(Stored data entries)
= = = =

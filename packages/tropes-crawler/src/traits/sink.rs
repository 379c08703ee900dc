//! Dataset sink: the persistence boundary for works.

use async_trait::async_trait;

use crate::error::SinkResult;
use crate::types::work::Work;

/// Append/update-only store of works, keyed by work URL.
#[async_trait]
pub trait Sink: Send + Sync {
    /// Store a new work. Fails with `AlreadyExists` if its identity is taken.
    async fn append(&self, work: &Work) -> SinkResult<()>;

    /// Replace the work stored under `identity`. Fails with `NotFound`.
    async fn update(&self, identity: &str, work: &Work) -> SinkResult<()>;

    /// Works whose media type matches `category`, in insertion order.
    async fn list_by_category(&self, category: &str) -> SinkResult<Vec<Work>>;

    /// A single work by identity.
    async fn get(&self, identity: &str) -> SinkResult<Option<Work>>;

    /// Append, or update when the identity already exists.
    async fn upsert(&self, work: &Work) -> SinkResult<()> {
        if self.get(work.url()).await?.is_some() {
            self.update(work.url(), work).await
        } else {
            self.append(work).await
        }
    }
}
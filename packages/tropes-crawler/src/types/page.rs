//! Page types - classified wiki URLs and their fetched documents.

use chrono::{DateTime, Utc};
use serde::{Deserialize, Serialize};
use sha2::{Digest, Sha256};
use std::fmt;
use std::hash::{Hash, Hasher};
use std::sync::Arc;
use url::Url;

use crate::error::{PageError, PageResult};
use crate::types::config::WikiConfig;

/// What a wiki URL is, decided from its path alone.
#[derive(Debug, Clone, Copy, PartialEq, Eq, Hash, Default, Serialize, Deserialize)]
#[serde(rename_all = "snake_case")]
pub enum PageType {
    #[default]
    Unknown,
    WorkPage,
    TopicPage,
    ListingPage,
}

impl PageType {
    /// Classify a URL path against the wiki layout.
    ///
    /// Total: every path gets exactly one type. When several prefixes match,
    /// the longest wins, so a topic namespace nested inside the work
    /// namespace still classifies as a topic.
    pub fn classify(url: &Url, config: &WikiConfig) -> Self {
        let path = url.path();
        let candidates = [
            (config.work_prefix.as_str(), PageType::WorkPage),
            (config.topic_prefix.as_str(), PageType::TopicPage),
            (config.listing_prefix.as_str(), PageType::ListingPage),
        ];

        candidates
            .into_iter()
            .filter(|(prefix, _)| !prefix.is_empty() && path.starts_with(prefix))
            .max_by_key(|(prefix, _)| prefix.len())
            .map(|(_, page_type)| page_type)
            .unwrap_or(PageType::Unknown)
    }

    /// Types that may key a registry entry.
    pub fn is_primary(&self) -> bool {
        !matches!(self, PageType::Unknown)
    }
}

impl fmt::Display for PageType {
    fn fmt(&self, f: &mut fmt::Formatter<'_>) -> fmt::Result {
        let name = match self {
            PageType::Unknown => "unknown",
            PageType::WorkPage => "work",
            PageType::TopicPage => "topic",
            PageType::ListingPage => "listing",
        };
        f.write_str(name)
    }
}

/// Opaque handle to a fetched and parsed page.
///
/// Cheap to clone. Only extractors look inside; the registry uses the
/// content hash for change detection.
#[derive(Debug, Clone)]
pub struct Document {
    inner: Arc<DocumentInner>,
}

#[derive(Debug)]
struct DocumentInner {
    url: Url,
    html: String,
    title: Option<String>,
    content_hash: String,
    fetched_at: DateTime<Utc>,
}

impl Document {
    /// Create a document from the body fetched at `url`.
    pub fn new(url: Url, html: impl Into<String>, title: Option<String>) -> Self {
        let html = html.into();
        let content_hash = Self::hash_content(&html);
        Self {
            inner: Arc::new(DocumentInner {
                url,
                html,
                title,
                content_hash,
                fetched_at: Utc::now(),
            }),
        }
    }

    /// Calculate SHA-256 hash of content.
    pub fn hash_content(content: &str) -> String {
        let mut hasher = Sha256::new();
        hasher.update(content.as_bytes());
        hex::encode(hasher.finalize())
    }

    /// URL the body was fetched from; base for resolving relative links.
    pub fn url(&self) -> &Url {
        &self.inner.url
    }

    pub fn html(&self) -> &str {
        &self.inner.html
    }

    pub fn title(&self) -> Option<&str> {
        self.inner.title.as_deref()
    }

    pub fn content_hash(&self) -> &str {
        &self.inner.content_hash
    }

    pub fn fetched_at(&self) -> DateTime<Utc> {
        self.inner.fetched_at
    }
}

/// Whether a page's content has been retrieved.
#[derive(Debug, Clone, Default)]
pub enum PageContent {
    #[default]
    Unfetched,
    Fetched(Document),
}

/// One classified wiki URL.
///
/// Equality and hashing use the URL only; content does not take part.
#[derive(Debug, Clone)]
pub struct Page {
    url: Url,
    page_type: PageType,
    content: PageContent,
}

impl Page {
    /// Validate and classify a URL string without fetching it.
    pub fn parse(raw: &str, config: &WikiConfig) -> PageResult<Self> {
        if raw.is_empty() {
            return Err(PageError::EmptyUrl);
        }

        let url = Url::parse(raw).map_err(|e| PageError::MalformedUrl {
            url: raw.to_string(),
            reason: e.to_string(),
        })?;

        match url.host_str() {
            Some(host) if host.eq_ignore_ascii_case(&config.host) => {}
            _ => {
                return Err(PageError::WrongHost {
                    url: raw.to_string(),
                    expected: config.host.clone(),
                })
            }
        }

        let page_type = PageType::classify(&url, config);
        Ok(Self {
            url,
            page_type,
            content: PageContent::Unfetched,
        })
    }

    /// Attach fetched content, consuming the unfetched page.
    pub fn with_document(mut self, document: Document) -> Self {
        self.content = PageContent::Fetched(document);
        self
    }

    /// Same identity and type, content dropped.
    pub fn without_document(&self) -> Self {
        Self {
            url: self.url.clone(),
            page_type: self.page_type,
            content: PageContent::Unfetched,
        }
    }

    pub fn url(&self) -> &Url {
        &self.url
    }

    pub fn page_type(&self) -> PageType {
        self.page_type
    }

    pub fn content(&self) -> &PageContent {
        &self.content
    }

    /// The fetched document, if any.
    pub fn document(&self) -> Option<&Document> {
        match &self.content {
            PageContent::Fetched(document) => Some(document),
            PageContent::Unfetched => None,
        }
    }

    pub fn is_fetched(&self) -> bool {
        matches!(self.content, PageContent::Fetched(_))
    }

    /// Last path segment, e.g. "TheMatrix" for `.../Film/TheMatrix`.
    pub fn slug(&self) -> Option<&str> {
        self.url
            .path_segments()
            .and_then(|segments| segments.filter(|s| !s.is_empty()).last())
    }

    /// Path segment before the slug, e.g. "Film" for `.../Film/TheMatrix`.
    pub fn namespace(&self) -> Option<&str> {
        let segments: Vec<&str> = self
            .url
            .path_segments()?
            .filter(|s| !s.is_empty())
            .collect();
        if segments.len() < 2 {
            return None;
        }
        Some(segments[segments.len() - 2])
    }
}

impl PartialEq for Page {
    fn eq(&self, other: &Self) -> bool {
        self.url == other.url
    }
}

impl Eq for Page {}

impl Hash for Page {
    fn hash<H: Hasher>(&self, state: &mut H) {
        self.url.hash(state);
    }
}

impl fmt::Display for Page {
    fn fmt(&self, f: &mut fmt::Formatter<'_>) -> fmt::Result {
        write!(f, "{} ({})", self.url, self.page_type)
    }
}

= = = =

▸ **Problem requirements**: Go through the lines above and copy any that contain "WikiConfig".

▸ **Answer to this exercise**:
use crate::types::config::WikiConfig;
    pub fn classify(url: &Url, config: &WikiConfig) -> Self {
    pub fn parse(raw: &str, config: &WikiConfig) -> PageResult<Self> {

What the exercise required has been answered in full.